O tenente-coronel Mauro Cid, ex-ajudante de ordens de Jair Bolsonaro (PL), revelou em depoimento de sua colaboração premiada com a Polícia Federal que o então presidente consultou a cúpula das Forças Armadas se receberia apoio, caso decidisse convocar novas eleições. É o que dizem jornalistas que cobrem política no Distrito Federal.
A informação vem ao encontro do que foi apurado por GZH ao longo do ano passado, durante os tensos dias que se sucederam ao pleito presidencial, marcados por bloqueios de estradas por parte de militantes bolsonaristas e apelos deles por uma intervenção militar que impedisse a posse do eleito, Luiz Inácio Lula da Silva (PT).
Na realidade, as sondagens de Bolsonaro sobre não reconhecer a possível vitória de Lula aconteceram pelo menos duas vezes. Uma delas, curiosamente, antes das eleições. Começaram em agosto, quando o Ministério da Defesa anunciou que participaria de uma auditoria sobre a inviolabilidade das urnas, atendendo a um pedido do então presidente, que duvidava da infalibilidade do equipamento eletrônico e instigou seus seguidores a pedirem a volta dos votos em papel impresso.
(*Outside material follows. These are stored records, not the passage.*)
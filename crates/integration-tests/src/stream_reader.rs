//! # Stream Backfill Choreography
//!
//! Simulates the subscriber side of the stream read path: range queries are
//! answered from the in-memory buffer, and whenever the buffer cannot
//! honour the left endpoint it reports the offset up to which the durable
//! store must be read. The subscriber stitches both parts back together.

use std::collections::BTreeMap;
use std::ops::Bound;
use std::sync::Arc;

use lc_01_event_buffer::{BufferSlice, EventsBuffer, NullMetricsSink};
use shared_types::Offset;

/// A committed event as the stream layer sees it.
#[derive(Clone, Debug, PartialEq, Eq)]
pub struct CommittedEvent {
    /// Transaction that produced the event.
    pub transaction_id: String,
    /// Workflow correlation, when the submitter provided one.
    pub workflow_id: Option<String>,
}

impl CommittedEvent {
    fn new(transaction_id: impl Into<String>) -> Self {
        Self {
            transaction_id: transaction_id.into(),
            workflow_id: None,
        }
    }
}

/// Subscriber fixture: a durable store plus the in-memory buffer in front
/// of it, fed by the same commit stream.
pub struct StreamReader {
    durable: BTreeMap<Offset, CommittedEvent>,
    buffer: EventsBuffer<Offset, CommittedEvent>,
}

impl StreamReader {
    /// Builds a reader whose buffer holds at most `buffer_size` events.
    pub fn new(buffer_size: usize, chunk_size: usize) -> Self {
        Self {
            durable: BTreeMap::new(),
            buffer: EventsBuffer::new(buffer_size, Arc::new(NullMetricsSink), chunk_size),
        }
    }

    /// Commits one event: durable store first, then the buffer.
    pub fn commit(&mut self, offset: Offset, event: CommittedEvent) {
        self.durable.insert(offset, event.clone());
        self.buffer
            .push(offset, event)
            .expect("commit stream is ordered");
    }

    /// Answers `(start_exclusive, end_inclusive]` the way a subscriber
    /// does: buffer first, durable store for whatever the buffer could not
    /// honour.
    pub fn read_range(
        &self,
        start_exclusive: Offset,
        end_inclusive: Offset,
    ) -> Vec<(Offset, CommittedEvent)> {
        match self
            .buffer
            .slice(&start_exclusive, &end_inclusive, |event| Some(event.clone()))
        {
            BufferSlice::Inclusive(slice) => slice,
            BufferSlice::LastBufferChunkSuffix {
                buffered_start_exclusive,
                slice,
            } => {
                let mut stitched: Vec<(Offset, CommittedEvent)> = self
                    .durable
                    .range((
                        Bound::Excluded(start_exclusive),
                        Bound::Included(buffered_start_exclusive),
                    ))
                    .map(|(offset, event)| (*offset, event.clone()))
                    .collect();
                stitched.extend(slice);
                stitched
            }
        }
    }

    /// Ground truth: the durable store alone.
    pub fn durable_range(
        &self,
        start_exclusive: Offset,
        end_inclusive: Offset,
    ) -> Vec<(Offset, CommittedEvent)> {
        self.durable
            .range((
                Bound::Excluded(start_exclusive),
                Bound::Included(end_inclusive),
            ))
            .map(|(offset, event)| (*offset, event.clone()))
            .collect()
    }

    /// Drops buffered entries at or below `offset`, simulating the cache
    /// shrinking behind the durable store's retention boundary.
    pub fn prune_buffer(&self, offset: Offset) {
        self.buffer.prune(&offset);
    }
}

#[cfg(test)]
mod tests {
    use super::*;
    use ledger_telemetry::{encode_metrics, register_metrics};
    use lc_01_event_buffer::PrometheusBufferMetrics;

    fn reader_with_events(buffer_size: usize, count: u64) -> StreamReader {
        let mut reader = StreamReader::new(buffer_size, 1000);
        for position in 1..=count {
            reader.commit(
                Offset::new(position),
                CommittedEvent::new(format!("tx-{position}")),
            );
        }
        reader
    }

    #[test]
    fn test_backfill_reconstructs_the_full_stream_after_eviction() {
        // Buffer holds 8 of 50 events; a query from the beginning must be
        // stitched from both sources.
        let reader = reader_with_events(8, 50);

        let got = reader.read_range(Offset::BEGINNING, Offset::new(50));
        assert_eq!(got, reader.durable_range(Offset::BEGINNING, Offset::new(50)));
        assert_eq!(got.len(), 50);
    }

    #[test]
    fn test_fresh_tail_query_never_touches_the_durable_store() {
        let reader = reader_with_events(8, 50);

        // (45, 50] lies entirely inside the buffered tail.
        let got = reader.read_range(Offset::new(45), Offset::new(50));
        assert_eq!(got.len(), 5);
        assert_eq!(got[0].0, Offset::new(46));
        assert_eq!(got[4].1.transaction_id, "tx-50");
    }

    #[test]
    fn test_mid_stream_queries_agree_with_ground_truth() {
        let reader = reader_with_events(8, 50);

        for (start, end) in [(0u64, 10), (10, 20), (39, 50), (41, 45), (50, 50)] {
            let got = reader.read_range(Offset::new(start), Offset::new(end));
            assert_eq!(
                got,
                reader.durable_range(Offset::new(start), Offset::new(end)),
                "range ({start}, {end}] diverged from the durable store"
            );
        }
    }

    #[test]
    fn test_reads_stay_complete_after_buffer_prune() {
        let reader = reader_with_events(100, 50);
        reader.prune_buffer(Offset::new(30));

        let got = reader.read_range(Offset::BEGINNING, Offset::new(50));
        assert_eq!(got, reader.durable_range(Offset::BEGINNING, Offset::new(50)));
    }

    #[test]
    fn test_empty_stream_read_is_empty() {
        let reader = StreamReader::new(8, 1000);
        assert!(reader
            .read_range(Offset::BEGINNING, Offset::new(10))
            .is_empty());
    }

    #[test]
    fn test_buffer_operations_surface_in_prometheus_registry() {
        // Another test (or crate) may have registered the families already.
        let _ = register_metrics();

        let sink = Arc::new(PrometheusBufferMetrics::new("integration"));
        let buffer: EventsBuffer<u64, &str> = EventsBuffer::new(8, sink, 16);
        buffer.push(1, "tx").unwrap();
        buffer.slice(&0, &1, |entry| Some(*entry));

        let rendered = encode_metrics().unwrap();
        assert!(rendered.contains("lc_stream_buffer_slice_size"));
        assert!(rendered.contains("lc_stream_buffer_push_duration_seconds"));
    }
}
Em agosto ocorreu a Reunião do Alto-Comando do Exército (Race), com cinco reuniões entre o colegiado mais influente das Forças Armadas — os 16 generais mais graduados e o comandante-geral do Exército. Oficialmente, trataram de planejamento de ações militares variadas. Em reuniões informais, esse alto oficialato indicou que reconheceria o vencedor das eleições quando esse fosse anunciado pelo Tribunal Superior Eleitoral (TSE).
A cúpula fez chegar os sinais ao ministro da Defesa, general Paulo Sérgio Nogueira de Oliveira, que informou a Bolsonaro a tendência entre seus subordinados: o vencedor levaria os louros.
O presidente continuou falando que o resultado da eleição poderia ser fraudado. Em 3 de outubro, em primeiro turno, Lula conquistou mais votos. E nada do resultado da auditoria. Em 30 de outubro, as urnas voltaram a dar o veredito, Lula ganhou o segundo turno, por apertada margem de votos. Apoiadores de Bolsonaro, inconformados, na mesma noite começaram a bloquear estradas. Dias depois acamparam em frente a quartéis, pedindo intervenção militar — um golpe, em outras palavras.
Dois dias depois, Bolsonaro fez discurso sobre o resultado das eleições, agradecendo os 58 milhões de votos recebidos, mas sem reconhecer a derrota. Confiava numa possível reviravolta. Em 9 de novembro, o ministério da Defesa anunciou o resultado da auditoria, colocando em desconfiança a inviolabilidade das urnas. Ressalte-se: o ministério é um órgão político, não representa a posição oficial das Forças Armadas. O PL, partido do presidente, chegou a usar essa checagem para questionar junto ao TSE a possível lisura do pleito. Foi rechaçado e multado, os ministros do tribunal deram vitória a Lula.
Foi por estes dias que teria surgido uma minuta sugerindo a decretação de Garantia da Lei e da Ordem (GLO) por parte das Forças Armadas, com tropas nas ruas, e convocação de novas eleições. O documento abria a possibilidade de prisão de adversários políticos e até de ministros do STF.
Este colunista conversou na época com integrantes do Alto Comando do Exército e voltou a conversar agora, após a delação de Mauro Cid. Eles confirmam que, ao longo desses dias de estradas e quartéis bloqueados, os oficiais-generais conversaram muito, sobretudo após a auditoria que apontou possíveis brechas na inviolabilidade das urnas. Em reuniões informais, a cúpula militar firmou posição majoritária pelo reconhecimento do vitorioso, Lula. Três comandantes de regiões importantes se posicionaram contra qualquer movimento militar relativo a eleições. Outros calaram, mas os líderes do Exército e Aeronáutica fizeram chegar ao presidente, via comandante, a tendência legalista de seus subordinados.
A exceção seria mesmo o comandante da Marinha, almirante Almir Garnier — que, segundo o que começa a vazar do relato de Cid, estaria disposto a tudo para defender a permanência de Bolsonaro no cargo. Coincidência ou não, Garnier deixou de comparecer à cerimônia em que deveria entregar o cargo para seu sucessor, escolhido por Lula.